→ **WORK REQUIRED**: Please copy out all lines of the entries that contain the word "chunked".

Data items:
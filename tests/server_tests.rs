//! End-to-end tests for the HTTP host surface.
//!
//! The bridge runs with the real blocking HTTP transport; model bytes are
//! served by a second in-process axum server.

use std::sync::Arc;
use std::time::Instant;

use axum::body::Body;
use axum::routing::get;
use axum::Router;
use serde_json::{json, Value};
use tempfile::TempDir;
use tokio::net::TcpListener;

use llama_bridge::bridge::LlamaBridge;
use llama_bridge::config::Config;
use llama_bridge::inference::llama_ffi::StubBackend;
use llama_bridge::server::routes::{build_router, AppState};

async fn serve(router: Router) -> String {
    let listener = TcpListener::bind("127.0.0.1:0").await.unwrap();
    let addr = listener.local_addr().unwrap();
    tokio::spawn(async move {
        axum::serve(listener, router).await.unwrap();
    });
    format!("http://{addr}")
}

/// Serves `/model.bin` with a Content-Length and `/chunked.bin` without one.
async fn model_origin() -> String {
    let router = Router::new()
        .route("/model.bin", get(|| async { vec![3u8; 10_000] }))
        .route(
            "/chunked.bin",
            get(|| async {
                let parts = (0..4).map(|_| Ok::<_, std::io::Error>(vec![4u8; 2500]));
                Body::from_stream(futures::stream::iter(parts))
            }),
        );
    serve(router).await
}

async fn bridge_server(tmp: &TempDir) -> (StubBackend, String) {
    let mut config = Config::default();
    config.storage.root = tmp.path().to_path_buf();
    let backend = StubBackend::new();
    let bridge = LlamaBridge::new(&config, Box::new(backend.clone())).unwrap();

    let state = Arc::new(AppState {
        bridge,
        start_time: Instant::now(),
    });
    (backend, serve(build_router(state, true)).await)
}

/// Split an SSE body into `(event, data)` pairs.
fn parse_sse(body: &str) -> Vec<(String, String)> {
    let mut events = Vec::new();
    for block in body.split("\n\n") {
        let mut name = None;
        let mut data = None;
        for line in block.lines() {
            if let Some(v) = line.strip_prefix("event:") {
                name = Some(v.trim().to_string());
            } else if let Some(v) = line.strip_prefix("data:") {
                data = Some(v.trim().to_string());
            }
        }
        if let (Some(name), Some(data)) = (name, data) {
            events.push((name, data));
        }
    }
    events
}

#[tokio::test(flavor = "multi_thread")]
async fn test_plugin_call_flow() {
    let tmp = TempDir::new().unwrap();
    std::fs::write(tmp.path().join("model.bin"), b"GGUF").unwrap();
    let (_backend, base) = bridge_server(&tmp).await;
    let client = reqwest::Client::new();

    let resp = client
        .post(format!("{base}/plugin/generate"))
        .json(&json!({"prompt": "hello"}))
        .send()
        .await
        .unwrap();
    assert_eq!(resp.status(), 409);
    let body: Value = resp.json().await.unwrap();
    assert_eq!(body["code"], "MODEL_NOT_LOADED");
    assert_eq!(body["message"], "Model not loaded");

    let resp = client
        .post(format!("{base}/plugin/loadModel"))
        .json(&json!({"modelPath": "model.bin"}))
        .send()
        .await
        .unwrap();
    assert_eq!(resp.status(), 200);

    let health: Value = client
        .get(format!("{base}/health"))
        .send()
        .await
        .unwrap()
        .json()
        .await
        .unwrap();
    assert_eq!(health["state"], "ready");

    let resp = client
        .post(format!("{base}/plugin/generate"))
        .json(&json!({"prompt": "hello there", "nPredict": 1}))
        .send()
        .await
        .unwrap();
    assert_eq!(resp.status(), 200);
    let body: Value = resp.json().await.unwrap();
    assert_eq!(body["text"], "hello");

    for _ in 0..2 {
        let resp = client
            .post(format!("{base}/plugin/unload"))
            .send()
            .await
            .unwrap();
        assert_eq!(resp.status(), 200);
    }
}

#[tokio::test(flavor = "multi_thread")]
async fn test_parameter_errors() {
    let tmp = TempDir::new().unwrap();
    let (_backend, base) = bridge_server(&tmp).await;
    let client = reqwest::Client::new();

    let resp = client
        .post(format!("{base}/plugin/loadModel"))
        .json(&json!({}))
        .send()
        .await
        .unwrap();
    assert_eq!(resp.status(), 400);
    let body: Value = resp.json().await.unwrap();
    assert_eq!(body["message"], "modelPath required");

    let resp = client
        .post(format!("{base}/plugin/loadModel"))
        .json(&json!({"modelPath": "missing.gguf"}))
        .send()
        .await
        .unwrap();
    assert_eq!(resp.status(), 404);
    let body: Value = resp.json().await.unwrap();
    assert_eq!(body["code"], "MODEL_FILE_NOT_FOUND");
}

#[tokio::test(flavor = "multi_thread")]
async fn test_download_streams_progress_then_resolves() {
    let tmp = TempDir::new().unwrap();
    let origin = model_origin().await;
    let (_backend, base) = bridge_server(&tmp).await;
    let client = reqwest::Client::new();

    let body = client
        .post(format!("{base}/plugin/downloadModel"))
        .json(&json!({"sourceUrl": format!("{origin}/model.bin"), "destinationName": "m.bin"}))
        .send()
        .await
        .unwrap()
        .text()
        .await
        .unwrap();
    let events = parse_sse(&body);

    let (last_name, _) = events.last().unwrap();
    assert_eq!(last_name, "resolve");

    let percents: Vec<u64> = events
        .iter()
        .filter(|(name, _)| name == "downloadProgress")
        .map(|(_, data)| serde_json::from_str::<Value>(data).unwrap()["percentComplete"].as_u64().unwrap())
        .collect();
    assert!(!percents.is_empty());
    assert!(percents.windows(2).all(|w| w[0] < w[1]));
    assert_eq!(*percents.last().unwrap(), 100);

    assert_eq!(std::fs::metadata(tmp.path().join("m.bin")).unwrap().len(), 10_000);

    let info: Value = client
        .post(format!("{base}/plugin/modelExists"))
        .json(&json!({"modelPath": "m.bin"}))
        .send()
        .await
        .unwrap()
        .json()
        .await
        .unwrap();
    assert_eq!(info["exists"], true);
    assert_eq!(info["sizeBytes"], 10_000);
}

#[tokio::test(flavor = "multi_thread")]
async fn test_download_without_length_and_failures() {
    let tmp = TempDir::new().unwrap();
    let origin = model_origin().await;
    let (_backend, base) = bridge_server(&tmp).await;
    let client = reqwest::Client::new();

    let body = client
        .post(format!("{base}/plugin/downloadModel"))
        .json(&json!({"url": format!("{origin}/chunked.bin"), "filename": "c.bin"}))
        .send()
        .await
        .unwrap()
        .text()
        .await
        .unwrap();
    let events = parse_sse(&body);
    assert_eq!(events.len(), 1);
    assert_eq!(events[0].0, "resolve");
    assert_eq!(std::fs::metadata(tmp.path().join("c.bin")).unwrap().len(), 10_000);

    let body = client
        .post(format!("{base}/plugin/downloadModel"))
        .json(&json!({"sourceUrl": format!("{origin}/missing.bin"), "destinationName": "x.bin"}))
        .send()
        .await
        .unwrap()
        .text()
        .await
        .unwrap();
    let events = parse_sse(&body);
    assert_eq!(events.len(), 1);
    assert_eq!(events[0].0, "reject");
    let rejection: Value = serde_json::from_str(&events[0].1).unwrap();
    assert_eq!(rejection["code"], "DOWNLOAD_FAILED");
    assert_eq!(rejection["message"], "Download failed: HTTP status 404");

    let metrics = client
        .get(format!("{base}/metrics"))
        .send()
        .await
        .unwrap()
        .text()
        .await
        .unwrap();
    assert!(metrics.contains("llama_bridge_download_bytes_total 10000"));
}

→ **RESPONSE TO THE EXERCISE**:
/// Serves `/model.bin` with a Content-Length and `/chunked.bin` without one.
            "/chunked.bin",
        .json(&json!({"url": format!("{origin}/chunked.bin"), "filename": "c.bin"}))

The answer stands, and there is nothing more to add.